The setting is his wood-paneled office six floors above Madison Avenue, where his lifestyle and his products merge with little deviation. A version of the desk in his Office - a glass planning table supported by two stainless-steel sawhorses - can be purchased for $16,000 in his furniture collection. (Called the Highbridge, it's featured on polo.com.)

Lauren's office is part of a three-floor complex designed to evoke a gentlemen's club. Visitors wait in the Reading Room amid Beaux Arts oil paintings, Persian rugs, and crackly leather sofas. As a self-described "ambassador" from a country that believes in upward mobility, he is exporting an aspirational dream.
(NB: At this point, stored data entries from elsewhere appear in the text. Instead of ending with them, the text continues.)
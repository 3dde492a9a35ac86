//! Application service — the hexagonal core.
//!
//! [`Regulator`] owns the sensor hub, alert bank, device bank and the
//! wetting predictor, and exposes a clean, hardware-agnostic API.  All
//! I/O flows through port traits injected at call sites, making the
//! entire service testable with mock adapters.
//!
//! ```text
//!  SensorPort ──▶ ┌──────────────────────────────┐ ──▶ EventSink
//!                 │          Regulator           │
//!   RelayPort ◀── │ Readings · Alerts · Devices  │ ◀─▶ ProfilePort
//!                 │        · Predictor           │
//!                 └──────────────────────────────┘
//! ```
//!
//! Within one scan the pipeline order is a correctness requirement, not
//! a preference: readings refresh strictly before alerts re-evaluate,
//! alerts before devices are commanded, devices before the predictor
//! receives feedback — each stage consumes the previous stage's freshly
//! computed output.

use log::{info, warn};

use crate::alerts::{AlertBank, AlertColor, AlertState};
use crate::config::GreenhouseConfig;
use crate::control::alarm::{self, AlarmInputs};
use crate::control::predictor::Predictor;
use crate::devices::{DeviceBank, DeviceId};
use crate::error::Result;
use crate::quantity::Quantity;
use crate::sensors::{Location, SensorHub};

use super::events::AppEvent;
use super::ports::{EventSink, ProfilePort, RelayPort, SensorPort, StorageError};

/// A device is not re-armed while the value has already been moving the
/// right way within this window.
const TREND_WINDOW_MS: u64 = 5000;

/// Wetting aims at most this far above the current humidity per pulse;
/// small steps keep the learned-efficiency samples honest.
const WETTING_TARGET_STEP: f32 = 3.0;

/// The regulator core: one instance drives the whole system.
pub struct Regulator {
    cfg: GreenhouseConfig,
    hub: SensorHub,
    alerts: AlertBank,
    devices: DeviceBank,
    /// Humidity is the only quantity with a learned actuator model; the
    /// mechanism itself is quantity-agnostic.
    wetting: Predictor,

    last_scan_ms: u64,
    scanned_once: bool,

    /// Last relay states pushed through the port (edge detection).
    applied_relay: [bool; DeviceId::COUNT],
    /// Last cycle-active states reported (edge detection).
    reported_active: [bool; DeviceId::COUNT],
    /// Last sensor-validity states reported (edge detection).
    reported_valid: [bool; Quantity::COUNT],

    last_profile_save_ms: u64,
}
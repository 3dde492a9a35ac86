//! Trend and change-detection statistics for one reading.
//!
//! Accumulation only runs while an alert episode is active — the
//! orchestration layer enables the tracker when an alarm fires and
//! disables it when the alarm clears, so everything here is "since the
//! episode started (or since the last `reload`)".
//!
//! Change detection is hysteresis-filtered: a *change event* is recorded
//! only when the value has moved more than the hysteresis away from the
//! previous change event's value.  A *revert* is the special case where
//! the new movement's sign differs from the previous one — the trend
//! turned around.

use log::debug;

/// The most recent hysteresis-filtered movement.
#[derive(Debug, Clone, Copy, Default)]
pub struct ChangeEvent {
    pub old: f32,
    pub new: f32,
    pub diff: f32,
    pub at_ms: u64,
    pub valid: bool,
}

impl ChangeEvent {
    fn record(old: f32, new: f32, diff: f32, at_ms: u64) -> Self {
        Self { old, new, diff, at_ms, valid: true }
    }
}

/// Returned by [`TrendStat::put_value`] when the sample produced a
/// change event.  Consumed synchronously by the caller.
#[derive(Debug, Clone, Copy, PartialEq)]
pub struct Movement {
    pub old: f32,
    pub new: f32,
    pub diff: f32,
    /// The movement's sign differs from the previous change event's.
    pub reverted: bool,
}

/// Per-reading trend tracker.
#[derive(Debug, Default)]
pub struct TrendStat {
    hysteresis: f32,
    enabled: bool,

    /// First/last accepted sample and timestamps since `reload`.
    pub from_ms: u64,
    pub to_ms: u64,
    pub duration_ms: u64,
    pub value_from: f32,
    pub value_to: f32,

    /// Running extrema with the timestamps at which they were reached.
    pub min: f32,
    pub max: f32,
    pub min_at_ms: u64,
    pub max_at_ms: u64,

    /// Net movement since `reload`, and the same gated by hysteresis.
    pub diff: f32,
    pub diff_hysteresis: f32,

    /// Total swing (`max - min`) and its share of the maximum.
    pub total_diff: f32,
    pub total_diff_percent: f32,

    pub sum: f32,
    pub avg: f32,

    /// Cumulative hysteresis-filtered movement, per direction.
    /// Both totals are positive magnitudes.
    pub increase_total: f32,
    pub decrease_total: f32,

    pub count: u64,
    pub valid: bool,

    pub change: ChangeEvent,
    pub revert: ChangeEvent,
}

impl TrendStat {
    pub fn new(hysteresis: f32) -> Self {
        Self { hysteresis, ..Self::default() }
    }

    /// Reset every accumulator.  Enabled/hysteresis settings survive.
    pub fn clear(&mut self) {
        let hysteresis = self.hysteresis;
        let enabled = self.enabled;
        *self = Self::default();
        self.hysteresis = hysteresis;
        self.enabled = enabled;
    }

    /// Restart accumulation from the next sample.
    pub fn reload(&mut self) {
        self.clear();
    }

    /// Feed one smoothed sample.
    ///
    /// No-op while disabled or for non-finite values.  Returns the
    /// change event produced by this sample, if any.
    pub fn put_value(&mut self, value: f32, now_ms: u64) -> Option<Movement> {
        if !self.enabled || !value.is_finite() {
            return None;
        }

        // The running sum would leave the representable range: reset the
        // whole accumulator rather than publish garbage.
        if (value > 0.0 && self.sum > f32::MAX - value)
            || (value < 0.0 && self.sum < f32::MIN - value)
        {
            self.clear();
        }

        self.count += 1;

        if !self.valid {
            self.from_ms = now_ms;
            self.value_from = value;
            self.min = value;
            self.max = value;
        }

        self.to_ms = now_ms;
        self.value_to = value;
        self.duration_ms = self.to_ms.saturating_sub(self.from_ms);

        if value < self.min {
            self.min = value;
            self.min_at_ms = now_ms;
        }
        if value > self.max {
            self.max = value;
            self.max_at_ms = now_ms;
        }

        self.diff = self.value_to - self.value_from;
        self.diff_hysteresis = if self.diff.abs() > self.hysteresis {
            self.diff
        } else {
            0.0
        };

        self.total_diff = self.max - self.min;
        self.total_diff_percent = if self.max != 0.0 {
            self.total_diff * (100.0 / self.max)
        } else {
            0.0
        };

        self.sum += value;
        self.avg = self.sum / self.count as f32;

        let movement = if self.valid {
            self.detect_change(value, now_ms)
        } else {
            // Seed the change reference with the first sample.
            self.change.new = value;
            None
        };

        self.valid = true;
        movement
    }

    fn detect_change(&mut self, value: f32, now_ms: u64) -> Option<Movement> {
        let diff = value - self.change.new;
        if diff.abs() <= self.hysteresis {
            return None;
        }

        let reverted = self.change.valid && (self.change.diff * diff) < 0.0;
        if reverted {
            self.revert = ChangeEvent::record(self.change.new, value, diff, now_ms);
        }

        if diff > 0.0 {
            self.increase_total += diff;
        } else {
            self.decrease_total += -diff;
        }

        let old = self.change.new;
        self.change = ChangeEvent::record(old, value, diff, now_ms);

        Some(Movement { old, new: value, diff, reverted })
    }

    // ── Trend queries ─────────────────────────────────────────

    /// Last change event was upward, optionally within `period_ms`.
    /// A period of 0 means "at any time since reload".
    pub fn is_up(&self, now_ms: u64, period_ms: u64) -> bool {
        self.change.valid
            && self.change.diff > 0.0
            && (period_ms == 0 || now_ms.saturating_sub(self.change.at_ms) <= period_ms)
    }

    /// Last change event was downward, optionally within `period_ms`.
    pub fn is_down(&self, now_ms: u64, period_ms: u64) -> bool {
        self.change.valid
            && self.change.diff < 0.0
            && (period_ms == 0 || now_ms.saturating_sub(self.change.at_ms) <= period_ms)
    }

    /// Net upward movement since reload (0 when flat or falling).
    pub fn up_by(&self) -> f32 {
        if self.valid && self.diff > 0.0 { self.diff } else { 0.0 }
    }

    /// Net downward movement since reload (0 when flat or rising).
    pub fn down_by(&self) -> f32 {
        if self.valid && self.diff < 0.0 { -self.diff } else { 0.0 }
    }

    // ── Settings ──────────────────────────────────────────────

    pub fn set_hysteresis(&mut self, value: f32) {
        self.hysteresis = value;
    }

    pub fn hysteresis(&self) -> f32 {
        self.hysteresis
    }

    /// Enable or disable accumulation.  Enabling starts a fresh episode.
    pub fn set_enabled(&mut self, enabled: bool) {
        if self.enabled == enabled {
            return;
        }

        if enabled {
            self.clear();
        }
        self.enabled = enabled;
        debug!("trend stat enabled = {enabled}");
    }

    pub fn is_enabled(&self) -> bool {
        self.enabled
    }
}
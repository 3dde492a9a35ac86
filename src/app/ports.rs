//! Port traits — the hexagonal boundary between domain logic and the
//! outside world.
//!
//! ```text
//!   Adapter ──▶ Port trait ──▶ Regulator (domain)
//! ```
//!
//! Driven adapters (sensor buses, relay drivers, event sinks, storage)
//! implement these traits.  The [`Regulator`](super::service::Regulator)
//! consumes them via generics, so the domain core never touches hardware
//! directly and every scenario is testable with mock adapters.

use crate::config::GreenhouseConfig;
use crate::control::predictor::EfficiencyProfile;
use crate::devices::DeviceId;
use crate::error::SensorError;
use crate::quantity::Quantity;
use crate::sensors::{ClimateSample, Location};

// ───────────────────────────────────────────────────────────────
// Sensor port (driven adapter: hardware → domain)
// ───────────────────────────────────────────────────────────────

/// Read-side port: the domain calls this to obtain raw samples.
///
/// A failed read is a typed error, never a crash; the hub retries a
/// bounded number of times per scan.  Implementations may block briefly
/// between retries (the only tolerated busy-wait in the system — rare
/// and short by construction).
pub trait SensorPort {
    /// Read the combined temperature/humidity sensor at `location`.
    fn read_climate(&mut self, location: Location) -> Result<ClimateSample, SensorError>;

    /// Read the CO2 sensor (ppm) at `location`.
    fn read_co2(&mut self, location: Location) -> Result<f32, SensorError>;
}

// ───────────────────────────────────────────────────────────────
// Relay port (driven adapter: domain → hardware)
// ───────────────────────────────────────────────────────────────

/// Write-side port: the domain pushes actuator relay states through
/// this.  Called only on edges — the domain diffs against the last
/// applied state.
pub trait RelayPort {
    fn set_relay(&mut self, device: DeviceId, on: bool);
}

// ───────────────────────────────────────────────────────────────
// Event sink port (driven adapter: domain → logging / telemetry)
// ───────────────────────────────────────────────────────────────

/// The domain emits structured [`AppEvent`](super::events::AppEvent)s
/// through this port.  Adapters decide where they go (serial log, MQTT,
/// web socket, etc.).
pub trait EventSink {
    fn emit(&mut self, event: &super::events::AppEvent);
}

// ───────────────────────────────────────────────────────────────
// Profile port (domain ↔ learned-efficiency persistence)
// ───────────────────────────────────────────────────────────────

/// Loads and persists learned actuator-efficiency tables.
///
/// The on-disk format is the adapter's business; the domain hands over
/// an [`EfficiencyProfile`] snapshot (one mean per bucket and
/// direction).  A missing profile on first boot is expected — return
/// [`StorageError::NotFound`] and the predictor starts empty.
pub trait ProfilePort {
    fn load(&self, quantity: Quantity) -> Result<EfficiencyProfile, StorageError>;

    fn save(&mut self, quantity: Quantity, profile: &EfficiencyProfile)
    -> Result<(), StorageError>;
}

// ───────────────────────────────────────────────────────────────
// Configuration port (domain ↔ persistent config)
// ───────────────────────────────────────────────────────────────

/// Loads and persists system configuration.
///
/// Implementations MUST validate before persisting
/// ([`GreenhouseConfig::validate`]) and reject invalid values with
/// [`ConfigError::ValidationFailed`] rather than silently clamping.
pub trait ConfigPort {
    /// Returns [`GreenhouseConfig::default`] if no stored config exists.
    fn load(&self) -> Result<GreenhouseConfig, ConfigError>;

    fn save(&self, config: &GreenhouseConfig) -> Result<(), ConfigError>;
}

// ───────────────────────────────────────────────────────────────
// Error types
// ───────────────────────────────────────────────────────────────

/// Errors from [`ConfigPort`] operations.
#[derive(Debug, Clone, Copy, PartialEq, Eq)]
pub enum ConfigError {
    /// No config found in storage (first boot).
    NotFound,
    /// Stored config failed integrity / deserialization check.
    Corrupted,
    /// A config field failed range validation.
    ValidationFailed(&'static str),
    /// Generic I/O error from the storage backend.
    IoError,
}

/// Errors from [`ProfilePort`] operations.
#[derive(Debug, Clone, Copy, PartialEq, Eq)]
pub enum StorageError {
    /// Requested entry does not exist.
    NotFound,
    /// Storage partition is full.
    Full,
    /// Generic I/O error.
    IoError,
}

impl core::fmt::Display for ConfigError {
    fn fmt(&self, f: &mut core::fmt::Formatter<'_>) -> core::fmt::Result {
        match self {
            Self::NotFound => write!(f, "config not found"),
            Self::Corrupted => write!(f, "config corrupted"),
            Self::ValidationFailed(msg) => write!(f, "validation failed: {}", msg),
            Self::IoError => write!(f, "I/O error"),
        }
    }
}

impl core::fmt::Display for StorageError {
    fn fmt(&self, f: &mut core::fmt::Formatter<'_>) -> core::fmt::Result {
        match self {
            Self::NotFound => write!(f, "entry not found"),
            Self::Full => write!(f, "storage full"),
            Self::IoError => write!(f, "I/O error"),
        }
    }
}
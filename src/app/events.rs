//! Outbound application events.
//!
//! The [`Regulator`](super::service::Regulator) emits these through the
//! [`EventSink`](super::ports::EventSink) port, replacing the callback
//! hooks a UI layer would otherwise have to register on every
//! component.  Events fire on edges only, synchronously within the tick
//! that produced them.

use crate::alerts::AlertState;
use crate::devices::DeviceId;
use crate::quantity::Quantity;

/// Structured events emitted by the regulator core.
#[derive(Debug, Clone, Copy, PartialEq)]
pub enum AppEvent {
    /// An alert accepted a state transition.
    AlertChanged {
        quantity: Quantity,
        from: AlertState,
        to: AlertState,
    },

    /// A device's cycle started or finished (the relay may still pulse
    /// within an active cycle).
    DeviceActive { device: DeviceId, active: bool },

    /// A device's relay output flipped.
    DeviceSwitched { device: DeviceId, on: bool },

    /// A sensor's validity changed (read failures exhausted retries, or
    /// reads resumed).
    SensorValidity { quantity: Quantity, valid: bool },
}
The son of an artist who made ends meet as a house painter, Lauren has never failed by trusting his taste and his street smarts.

He makes it a selling point that he's his own best customer, that the look is authentic because it's what Ralph wants for himself. Sometimes his design process for his men's wear collections is as simple as "I want some suits with a sharper silhouette."

As a result, his lines have expanded as his interests (and his family) have. He launched his first collection for women in 1972 when his wife, Ricky, was having a hard time finding the sort of clothes that Diane Keaton would later popularize in "Annie Hall".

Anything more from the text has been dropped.